Important status note: the official page currently shows the opportunity as Closed. This guide still helps you understand what was required and can be reused for future BBSRC calls that use the same model.
At-a-glance
| Item | Details |
|---|---|
| Funder | UK Research and Innovation (UKRI) / BBSRC |
| Funding type | Grant |
| Opportunity code | 25TRT |
| Published | 24 Nov 2025 |
| Opening date | 26 Nov 2025, 9:00am UK time |
| Closing date | 11 Feb 2026, 4:00pm UK time |
| Total programme fund | £3,000,000 |
| Maximum award (project) | £225,000 (FEC) |
| What BBSRC covers | 80% of the full economic cost |
| Typical institutional contribution | 20% of FEC (not an additional grant condition beyond standard FEC) |
| Project duration | 6 to 18 months |
| Eligibility | UK researcher or research technical professional (RTP) based at a UK org eligible for BBSRC funding |
| Application system | UKRI Funding Service only (not Je-S) |
| Email support | [email protected] |
| Funding service support | [email protected] / 01793 547490 |
1) What this opportunity actually is
The 25TRT scheme is designed for early-stage research technology development in the biosciences. The language on the official page is important: it is for ideas that can create a step change in what researchers can do, not a normal incremental improvement.

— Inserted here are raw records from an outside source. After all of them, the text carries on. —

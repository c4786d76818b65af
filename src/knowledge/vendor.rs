//! Vendor recipes (`vendor_recipes.json`).

use std::path::Path;

use serde::Serialize;
use serde_json::Value;

use super::errors::KnowledgeError;
use super::loader::{integer_field, load_array, optional_text, text_field};
use super::text::normalise;

#[derive(Debug, Clone, PartialEq, Serialize)]
pub struct VendorRecipePart {
    pub part_id: Option<i64>,
    pub item_name: String,
    pub item_page: Option<String>,
    pub item_id: Option<String>,
    pub amount: Option<i64>,
    pub notes: Option<String>,
}

#[derive(Debug, Clone, PartialEq, Serialize)]
pub struct VendorRecipe {
    pub page: String,
    pub recipe_id: i64,
    pub result_amount: Option<i64>,
    pub description: Option<String>,
    pub automatic: bool,
    pub parts: Vec<VendorRecipePart>,
}

impl VendorRecipePart {
    fn from_value(part: &Value) -> Option<Self> {
        let item_name = text_field(part, "item_name");
        let item_page = optional_text(part, "item_page");
        let item_id = optional_text(part, "item_id");
        if item_name.is_empty() && item_page.is_none() && item_id.is_none() {
            return None;
        }
        Some(Self {
            part_id: integer_field(part, "part_id"),
            item_name,
            item_page,
            item_id,
            amount: integer_field(part, "amount"),
            notes: optional_text(part, "notes"),
        })
    }

    /// Item name, falling back to the wiki page then the item id.
    pub fn label(&self) -> &str {
        if !self.item_name.is_empty() {
            return &self.item_name;
        }
        self.item_page
            .as_deref()
            .or(self.item_id.as_deref())
            .unwrap_or_default()
    }
}

impl VendorRecipe {
    /// Recipes without a page, an id or any usable part are skipped.
    fn from_value(entry: &Value) -> Option<Self> {
        let page = text_field(entry, "page");
        let recipe_id = integer_field(entry, "recipe_id")?;
        let parts: Vec<VendorRecipePart> = match entry.get("parts") {
            Some(Value::Array(items)) => items.iter().filter_map(VendorRecipePart::from_value).collect(),
            _ => Vec::new(),
        };
        if page.is_empty() || parts.is_empty() {
            return None;
        }
        Some(Self {
            page,
            recipe_id,
            result_amount: integer_field(entry, "result_amount"),
            description: optional_text(entry, "description"),
            automatic: entry.get("automatic").and_then(Value::as_bool).unwrap_or(false),
            parts,
        })
    }

    fn search_tokens(&self) -> Vec<String> {
        let mut tokens = vec![normalise(&self.page)];
        if let Some(description) = &self.description {
            tokens.push(normalise(description));
        }
        for part in &self.parts {
            if !part.item_name.is_empty() {
                tokens.push(normalise(&part.item_name));
            }
            if let Some(page) = &part.item_page {
                tokens.push(normalise(page));
            }
            if let Some(notes) = &part.notes {
                tokens.push(normalise(notes));
            }
        }
        tokens.retain(|t| !t.is_empty());
        tokens
    }
}

#[derive(Debug, Clone, Default)]
pub struct VendorIndex {
    recipes: Vec<VendorRecipe>,
}

impl VendorIndex {
    pub const FILE_NAME: &'static str = "vendor_recipes.json";

    pub fn load(data_dir: &Path) -> Result<Self, KnowledgeError> {
        let payload = load_array(data_dir, Self::FILE_NAME)?;
        let index = Self::from_values(&payload);
        tracing::info!(count = index.recipes.len(), skipped = payload.len() - index.recipes.len(), "vendor index loaded");
        Ok(index)
    }

    /// Build from raw entries, sorted by (page case-folded, recipe id).
    pub fn from_values(entries: &[Value]) -> Self {
        let mut recipes: Vec<VendorRecipe> = entries.iter().filter_map(VendorRecipe::from_value).collect();
        recipes.sort_by(|a, b| {
            a.page
                .to_lowercase()
                .cmp(&b.page.to_lowercase())
                .then(a.recipe_id.cmp(&b.recipe_id))
        });
        Self { recipes }
    }

    pub fn recipes(&self) -> &[VendorRecipe] {
        &self.recipes
    }

    /// Every query word must be a substring of some recipe token.
    pub fn search(&self, query: &str) -> Vec<VendorRecipe> {
        let needle = normalise(query);
        let words: Vec<&str> = needle.split_whitespace().collect();
        if words.is_empty() {
            return Vec::new();
        }
        self.recipes
            .iter()
            .filter(|recipe| {
                let tokens = recipe.search_tokens();
                !tokens.is_empty()
                    && words
                        .iter()
                        .all(|word| tokens.iter().any(|token| token.contains(word)))
            })
            .cloned()
            .collect()
    }
}

// ─── Tests ──────────────────────────────────────────────────────────────────

#[cfg(test)]
mod tests {
    use super::*;
    use serde_json::json;

    fn index() -> VendorIndex {
        VendorIndex::from_values(&[
            json!({
                "page": "Orb of Alchemy",
                "recipe_id": 2,
                "result_amount": 1,
                "description": "Full set of rare items",
                "parts": [{"item_name": "Rare helmet", "amount": 1}, {"notes": "ignored"}]
            }),
            json!({
                "page": "chromatic orb",
                "recipe_id": 1,
                "parts": [{"item_page": "Item with R-G-B linked sockets"}]
            }),
            json!({"page": "", "recipe_id": 3, "parts": [{"item_name": "x"}]}),
            json!({"page": "No parts", "recipe_id": 4, "parts": []}),
            json!({"page": "No id", "parts": [{"item_name": "y"}]})
        ])
    }

    #[test]
    fn invalid_entries_are_skipped_and_sorted() {
        let idx = index();
        let pages: Vec<&str> = idx.recipes().iter().map(|r| r.page.as_str()).collect();
        assert_eq!(pages, vec!["chromatic orb", "Orb of Alchemy"]);
        assert_eq!(idx.recipes()[1].parts.len(), 1);
    }

    #[test]
    fn every_word_must_hit_some_token() {
        let idx = index();
        assert_eq!(idx.search("rare helmet")[0].page, "Orb of Alchemy");
        assert_eq!(idx.search("linked chromatic")[0].recipe_id, 1);
        assert!(idx.search("rare chromatic").is_empty());
    }

    #[test]
    fn empty_query_matches_nothing() {
        assert!(index().search("  !! ").is_empty());
    }

    #[test]
    fn part_label_falls_back_to_page() {
        let idx = index();
        assert_eq!(idx.recipes()[0].parts[0].label(), "Item with R-G-B linked sockets");
    }
}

Think of 25TRT as a small-to-medium, fast-moving pilot grant pipeline for technology, not a full-scale solution grant. If you have a concept that is still early, but technically credible and potentially transformative, this is the kind of scheme you should evaluate.

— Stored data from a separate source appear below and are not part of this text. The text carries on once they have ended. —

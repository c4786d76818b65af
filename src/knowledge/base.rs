//! `KnowledgeBase`: on-disk datasets behind lazily initialised indices.

use std::path::{Path, PathBuf};
use std::str::FromStr;
use std::sync::OnceLock;

use serde_json::{json, Value};

use super::bench::{BenchIndex, BenchRecipe};
use super::bestiary::{BeastcraftRecipe, BestiaryIndex};
use super::bosses::{BossIndex, BossSearch};
use super::catalog::SearchCatalog;
use super::currency::{CurrencyIndex, CurrencyOption};
use super::errors::KnowledgeError;
use super::essences::{Essence, EssenceIndex};
use super::fossils::{FossilIndex, FossilSearch};
use super::fundamentals::{FundamentalsIndex, ItemFundamental};
use super::harvest::{HarvestCraft, HarvestIndex};
use super::incursion::{IncursionCraft, IncursionIndex};
use super::methods::{BetrayalBench, CraftingStrategy, MethodsIndex};
use super::vendor::{VendorIndex, VendorRecipe};

/// Every searchable dataset, as named on the command line.
#[derive(Debug, Clone, Copy, PartialEq, Eq)]
pub enum KnowledgeDomain {
    Essences,
    Harvest,
    Bench,
    Fossils,
    Bosses,
    Vendor,
    Bestiary,
    Betrayal,
    Strategies,
    Currency,
    Incursion,
    Fundamentals,
}

impl KnowledgeDomain {
    pub const ALL: [KnowledgeDomain; 12] = [
        KnowledgeDomain::Essences,
        KnowledgeDomain::Harvest,
        KnowledgeDomain::Bench,
        KnowledgeDomain::Fossils,
        KnowledgeDomain::Bosses,
        KnowledgeDomain::Vendor,
        KnowledgeDomain::Bestiary,
        KnowledgeDomain::Betrayal,
        KnowledgeDomain::Strategies,
        KnowledgeDomain::Currency,
        KnowledgeDomain::Incursion,
        KnowledgeDomain::Fundamentals,
    ];

    pub fn as_str(&self) -> &'static str {
        match self {
            KnowledgeDomain::Essences => "essences",
            KnowledgeDomain::Harvest => "harvest",
            KnowledgeDomain::Bench => "bench",
            KnowledgeDomain::Fossils => "fossils",
            KnowledgeDomain::Bosses => "bosses",
            KnowledgeDomain::Vendor => "vendor",
            KnowledgeDomain::Bestiary => "bestiary",
            KnowledgeDomain::Betrayal => "betrayal",
            KnowledgeDomain::Strategies => "strategies",
            KnowledgeDomain::Currency => "currency",
            KnowledgeDomain::Incursion => "incursion",
            KnowledgeDomain::Fundamentals => "fundamentals",
        }
    }
}

impl FromStr for KnowledgeDomain {
    type Err = KnowledgeError;

    fn from_str(s: &str) -> Result<Self, Self::Err> {
        let lowered = s.trim().to_lowercase();
        let aliased = match lowered.as_str() {
            "essence" => "essences",
            "harvest_crafts" | "harvest-crafts" => "harvest",
            "bench_recipes" | "bench-recipes" | "crafting_bench" => "bench",
            "fossil" | "resonators" => "fossils",
            "boss" => "bosses",
            "vendor_recipes" | "vendor-recipes" => "vendor",
            "beastcraft" | "beasts" => "bestiary",
            "strategy" | "crafting_strategies" => "strategies",
            "incursion_crafts" | "temple" => "incursion",
            "item_fundamentals" | "fundamental" => "fundamentals",
            other => other,
        };
        KnowledgeDomain::ALL
            .into_iter()
            .find(|d| d.as_str() == aliased)
            .ok_or_else(|| KnowledgeError::UnknownDomain {
                name: s.to_string(),
            })
    }
}

/// Curated datasets rooted at one data directory.
///
/// Each dataset is read from disk on first use and then shared; a failed
/// load is not cached, so the next call retries.
#[derive(Debug)]
pub struct KnowledgeBase {
    data_dir: PathBuf,
    essences: OnceLock<EssenceIndex>,
    harvest: OnceLock<HarvestIndex>,
    bench: OnceLock<BenchIndex>,
    fossils: OnceLock<FossilIndex>,
    bosses: OnceLock<BossIndex>,
    vendor: OnceLock<VendorIndex>,
    bestiary: OnceLock<BestiaryIndex>,
    methods: OnceLock<MethodsIndex>,
    currency: OnceLock<CurrencyIndex>,
    incursion: OnceLock<IncursionIndex>,
    fundamentals: OnceLock<FundamentalsIndex>,
}

fn cached<'a, T>(
    cell: &'a OnceLock<T>,
    data_dir: &Path,
    load: impl FnOnce(&Path) -> Result<T, KnowledgeError>,
) -> Result<&'a T, KnowledgeError> {
    if let Some(index) = cell.get() {
        return Ok(index);
    }
    let loaded = load(data_dir)?;
    Ok(cell.get_or_init(|| loaded))
}

impl KnowledgeBase {
    pub fn new(data_dir: impl Into<PathBuf>) -> Self {
        Self {
            data_dir: data_dir.into(),
            essences: OnceLock::new(),
            harvest: OnceLock::new(),
            bench: OnceLock::new(),
            fossils: OnceLock::new(),
            bosses: OnceLock::new(),
            vendor: OnceLock::new(),
            bestiary: OnceLock::new(),
            methods: OnceLock::new(),
            currency: OnceLock::new(),
            incursion: OnceLock::new(),
            fundamentals: OnceLock::new(),
        }
    }

    pub fn data_dir(&self) -> &Path {
        &self.data_dir
    }

    pub fn essences(&self) -> Result<&EssenceIndex, KnowledgeError> {
        cached(&self.essences, &self.data_dir, EssenceIndex::load)
    }

    pub fn harvest(&self) -> Result<&HarvestIndex, KnowledgeError> {
        cached(&self.harvest, &self.data_dir, HarvestIndex::load)
    }

    pub fn bench(&self) -> Result<&BenchIndex, KnowledgeError> {
        cached(&self.bench, &self.data_dir, BenchIndex::load)
    }

    pub fn fossils(&self) -> Result<&FossilIndex, KnowledgeError> {
        cached(&self.fossils, &self.data_dir, FossilIndex::load)
    }

    pub fn bosses(&self) -> Result<&BossIndex, KnowledgeError> {
        cached(&self.bosses, &self.data_dir, BossIndex::load)
    }

    pub fn vendor(&self) -> Result<&VendorIndex, KnowledgeError> {
        cached(&self.vendor, &self.data_dir, VendorIndex::load)
    }

    pub fn bestiary(&self) -> Result<&BestiaryIndex, KnowledgeError> {
        cached(&self.bestiary, &self.data_dir, BestiaryIndex::load)
    }

    pub fn methods(&self) -> Result<&MethodsIndex, KnowledgeError> {
        cached(&self.methods, &self.data_dir, MethodsIndex::load)
    }

    pub fn currency(&self) -> Result<&CurrencyIndex, KnowledgeError> {
        cached(&self.currency, &self.data_dir, CurrencyIndex::load)
    }

    pub fn incursion(&self) -> Result<&IncursionIndex, KnowledgeError> {
        cached(&self.incursion, &self.data_dir, IncursionIndex::load)
    }

    pub fn fundamentals(&self) -> Result<&FundamentalsIndex, KnowledgeError> {
        cached(&self.fundamentals, &self.data_dir, FundamentalsIndex::load)
    }

    // ─── Typed searches ─────────────────────────────────────────────────────

    pub fn find_fossils(&self, query: &str) -> Result<FossilSearch, KnowledgeError> {
        Ok(self.fossils()?.search(query))
    }

    pub fn find_bosses(&self, query: &str) -> Result<BossSearch, KnowledgeError> {
        Ok(self.bosses()?.search(query))
    }

    pub fn find_vendor_recipes(&self, query: &str) -> Result<Vec<VendorRecipe>, KnowledgeError> {
        Ok(self.vendor()?.search(query))
    }

    pub fn find_beastcrafts(&self, query: &str) -> Result<Vec<BeastcraftRecipe>, KnowledgeError> {
        Ok(self.bestiary()?.search(query))
    }

    pub fn find_betrayal_benches(&self, query: &str) -> Result<Vec<BetrayalBench>, KnowledgeError> {
        Ok(self.methods()?.search_benches(query))
    }

    pub fn find_strategies(&self, query: &str) -> Result<Vec<CraftingStrategy>, KnowledgeError> {
        Ok(self.methods()?.search_strategies(query))
    }

    pub fn find_currency(&self, query: &str) -> Result<Vec<CurrencyOption>, KnowledgeError> {
        Ok(self.currency()?.search(query))
    }

    pub fn find_incursion_crafts(&self, query: &str) -> Result<Vec<IncursionCraft>, KnowledgeError> {
        Ok(self.incursion()?.search(query))
    }

    pub fn find_fundamentals(
        &self,
        query: &str,
        limit: Option<usize>,
    ) -> Result<Vec<ItemFundamental>, KnowledgeError> {
        Ok(self.fundamentals()?.search(query, limit))
    }

    /// Search one domain and render the hits as JSON.
    pub fn search_json(&self, domain: KnowledgeDomain, query: &str) -> Result<Value, KnowledgeError> {
        let value = match domain {
            KnowledgeDomain::Essences => serde_json::to_value(self.find_essences(query)?)?,
            KnowledgeDomain::Harvest => serde_json::to_value(self.find_harvest_crafts(query)?)?,
            KnowledgeDomain::Bench => serde_json::to_value(self.find_bench_recipes(query)?)?,
            KnowledgeDomain::Fossils => serde_json::to_value(self.find_fossils(query)?)?,
            KnowledgeDomain::Bosses => serde_json::to_value(self.find_bosses(query)?)?,
            KnowledgeDomain::Vendor => serde_json::to_value(self.find_vendor_recipes(query)?)?,
            KnowledgeDomain::Bestiary => serde_json::to_value(self.find_beastcrafts(query)?)?,
            KnowledgeDomain::Betrayal => serde_json::to_value(self.find_betrayal_benches(query)?)?,
            KnowledgeDomain::Strategies => serde_json::to_value(self.find_strategies(query)?)?,
            KnowledgeDomain::Currency => serde_json::to_value(self.find_currency(query)?)?,
            KnowledgeDomain::Incursion => serde_json::to_value(self.find_incursion_crafts(query)?)?,
            KnowledgeDomain::Fundamentals => serde_json::to_value(self.find_fundamentals(query, None)?)?,
        };
        tracing::debug!(domain = domain.as_str(), query, "knowledge search");
        Ok(json!({ "domain": domain.as_str(), "query": query, "results": value }))
    }
}

impl SearchCatalog for KnowledgeBase {
    fn find_essences(&self, query: &str) -> Result<Vec<Essence>, KnowledgeError> {
        Ok(self.essences()?.search(query))
    }

    fn find_harvest_crafts(&self, query: &str) -> Result<Vec<HarvestCraft>, KnowledgeError> {
        Ok(self.harvest()?.search(query))
    }

    fn find_bench_recipes(&self, query: &str) -> Result<Vec<BenchRecipe>, KnowledgeError> {
        Ok(self.bench()?.search(query))
    }
}

// ─── Tests ──────────────────────────────────────────────────────────────────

BBSRC describes the target outcome as a technology that enables new discovery in bioscience. That means:
- it might be a tool, method, model, hardware, software, or protocol that changes how research is done;
- it might generate a prototype rather than a commercial-ready product;
- it is expected to be high-risk in terms of novelty and potentially high-reward in terms of capability.
Because this is aimed at technology creation, reviewers look for proof that your idea can move the field forward in a way that standard hypothesis-driven projects do not.
2) What 25TRT is not (before you spend time)
The opportunity explicitly excludes certain types of work. The clearest way to avoid wasting effort is to check your idea against this list.
You should avoid applying if your proposal is mostly one of the following:
- a project where the main work is answering a research question rather than developing technology;
- work that is already beyond early-stage (already heavily validated, peer reviewed elsewhere, or already in active clinical use);
- direct application of off-the-shelf commercial technology without real development;
- broad platform technology not centred on bioscience discovery;
- translational healthcare/medical device work aimed at end-point clinical use;
- infrastructure-only projects,
- community databases/data infrastructure better suited to other funds (for example BBR);
- projects with too much existing preliminary data for an exploratory early-stage development call.
If your idea clearly sits on the border, use the opportunity’s own guidance path: send a short outline (no more than two pages of A4) to the contact email, and ask whether it fits the scope.
3) Who should apply
This section is written as practical filters.
You are likely a strong fit if:
- you are a researcher or research technical professional (RTP) at a UK organisation that can normally receive BBSRC funding;
- your project duration can realistically be completed in 6–18 months;
- your proposal is genuinely developmental and can be explained as transformative;
- you can justify a clear technology delivery pathway and the immediate outputs you will generate.
Role and leadership limits (critical)
- You can be project lead (PL) on only one submitted application.
- You can be project co-lead (PcL) on multiple applications.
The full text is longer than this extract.